The Federal Marginal Tax Rate for someone with $147,667 of taxable income is

29.0%

21.9%

26.0%

36.1%

9-Henry sold two different investments this year. The first, his shares in Google, were purchased back in 2013 for $1900 and sold this year for $8500. The second, his shares in Disney, were bought in in 2015 for $14,000 and sold this year for $12,700. Which of the following statements is correct with respect to these transactions?

Henry has a taxable capital gain of $6,600 on the Google shares and an allowable capital loss of $1,300 on the Disney shares. He will claim a net capital gain on his tax return of $5,300.

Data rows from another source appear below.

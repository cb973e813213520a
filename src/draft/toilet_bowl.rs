// Toilet-bowl resolution: playoff-bracket payload -> consolation-ladder winners.
//
// The bracket export is loosely typed and its shape has drifted across
// seasons, so extraction works over raw JSON. A missing payload is the
// normal "no playoffs yet" state and yields an empty result, not an error.

use serde::{Deserialize, Serialize};
use serde_json::Value;
use tracing::debug;

use crate::feed::normalize_franchise_id;

// ---------------------------------------------------------------------------
// Consolation-ladder levels
// ---------------------------------------------------------------------------

/// The three consolation-ladder outcomes, each granting a bonus draft pick.
#[derive(Debug, Clone, Copy, PartialEq, Eq, Hash, Serialize, Deserialize)]
#[serde(rename_all = "lowercase")]
pub enum ToiletBowlLevel {
    Winner,
    Consolation,
    Consolation2,
}

impl ToiletBowlLevel {
    /// Map a numeric bracket id from the export to a level.
    pub fn from_bracket_id(id: u32) -> Option<Self> {
        match id {
            4 => Some(ToiletBowlLevel::Winner),
            5 => Some(ToiletBowlLevel::Consolation),
            6 => Some(ToiletBowlLevel::Consolation2),
            _ => None,
        }
    }

    /// Map a tier-name string to a level. Exact match against the variants
    /// the platform has used over the years.
    pub fn from_tier_name(name: &str) -> Option<Self> {
        match name {
            "Toilet Bowl" | "Toilet Bowl Championship" => Some(ToiletBowlLevel::Winner),
            "Consolation" | "Consolation Bracket" => Some(ToiletBowlLevel::Consolation),
            "Consolation 2" | "Second Consolation" => Some(ToiletBowlLevel::Consolation2),
            _ => None,
        }
    }

    /// The draft round whose bonus pick this level awards.
    pub fn bonus_round(&self) -> u8 {
        match self {
            ToiletBowlLevel::Winner => 1,
            ToiletBowlLevel::Consolation | ToiletBowlLevel::Consolation2 => 2,
        }
    }

    pub fn label(&self) -> &'static str {
        match self {
            ToiletBowlLevel::Winner => "winner",
            ToiletBowlLevel::Consolation => "consolation",
            ToiletBowlLevel::Consolation2 => "consolation2",
        }
    }
}

/// A resolved consolation-ladder outcome. At most one per level per season.
#[derive(Debug, Clone, PartialEq, Eq, Serialize, Deserialize)]
pub struct ToiletBowlResult {
    pub level: ToiletBowlLevel,
    /// 4-digit zero-padded franchise id.
    pub franchise_id: String,
}

// ---------------------------------------------------------------------------
// Extraction
// ---------------------------------------------------------------------------

/// Extract the consolation-ladder winners from a bracket export payload.
///
/// Accepts either the wrapped export (`{"bracketWinners": {"item": [...]}}`)
/// or a bare item array. Per item, a numeric `bracketId` takes precedence
/// over a `tierName` string match. Items that map to no known level are
/// dropped; a second item for an already-resolved level is ignored.
pub fn extract_toilet_bowl_winners(payload: &Value) -> Vec<ToiletBowlResult> {
    let mut results: Vec<ToiletBowlResult> = Vec::new();

    for item in bracket_items(payload) {
        let Some(level) = level_for_item(item) else {
            debug!(item = %item, "dropping bracket item with unknown level");
            continue;
        };
        let Some(raw_id) = item_franchise_id(item) else {
            debug!(item = %item, "dropping bracket item without a franchise id");
            continue;
        };
        if results.iter().any(|r| r.level == level) {
            continue;
        }
        results.push(ToiletBowlResult {
            level,
            franchise_id: normalize_franchise_id(&raw_id),
        });
    }

    results
}

fn bracket_items(payload: &Value) -> &[Value] {
    let wrapped = payload
        .get("bracketWinners")
        .and_then(|w| w.get("item"))
        .and_then(Value::as_array);
    match wrapped {
        Some(items) => items,
        None => payload.as_array().map(Vec::as_slice).unwrap_or(&[]),
    }
}

fn level_for_item(item: &Value) -> Option<ToiletBowlLevel> {
    // bracketId may arrive as a JSON number or a numeric string.
    if let Some(id) = item.get("bracketId").and_then(value_as_u32) {
        if let Some(level) = ToiletBowlLevel::from_bracket_id(id) {
            return Some(level);
        }
    }
    item.get("tierName")
        .and_then(Value::as_str)
        .and_then(ToiletBowlLevel::from_tier_name)
}

fn item_franchise_id(item: &Value) -> Option<String> {
    let raw = item.get("franchise_id").or_else(|| item.get("id"))?;
    match raw {
        Value::String(s) if !s.trim().is_empty() => Some(s.clone()),
        Value::Number(n) => Some(n.to_string()),
        _ => None,
    }
}

fn value_as_u32(v: &Value) -> Option<u32> {
    match v {
        Value::Number(n) => n.as_u64().and_then(|n| u32::try_from(n).ok()),
        Value::String(s) => s.trim().parse().ok(),
        _ => None,
    }
}

// ---------------------------------------------------------------------------
// Tests
// ---------------------------------------------------------------------------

Henry has a capital gain of $6,600 on the Google shares and a capital loss of $1,300 on the Disney shares. He will claim only the capital gain of $6,600 on his tax return.

Henry has a taxable capital gain of $3,300 on the Google shares and an allowable capital loss of $650 on the Disney shares. He will claim a net taxable capital gain on his tax return of $2,650.

Henry has a capital gain of $3,300 on the Google shares and a capital loss of $650 on the Disney shares. He will claim the capital gain of $3,300 on his tax return. He can also carry the loss back three years or forward indefinitely.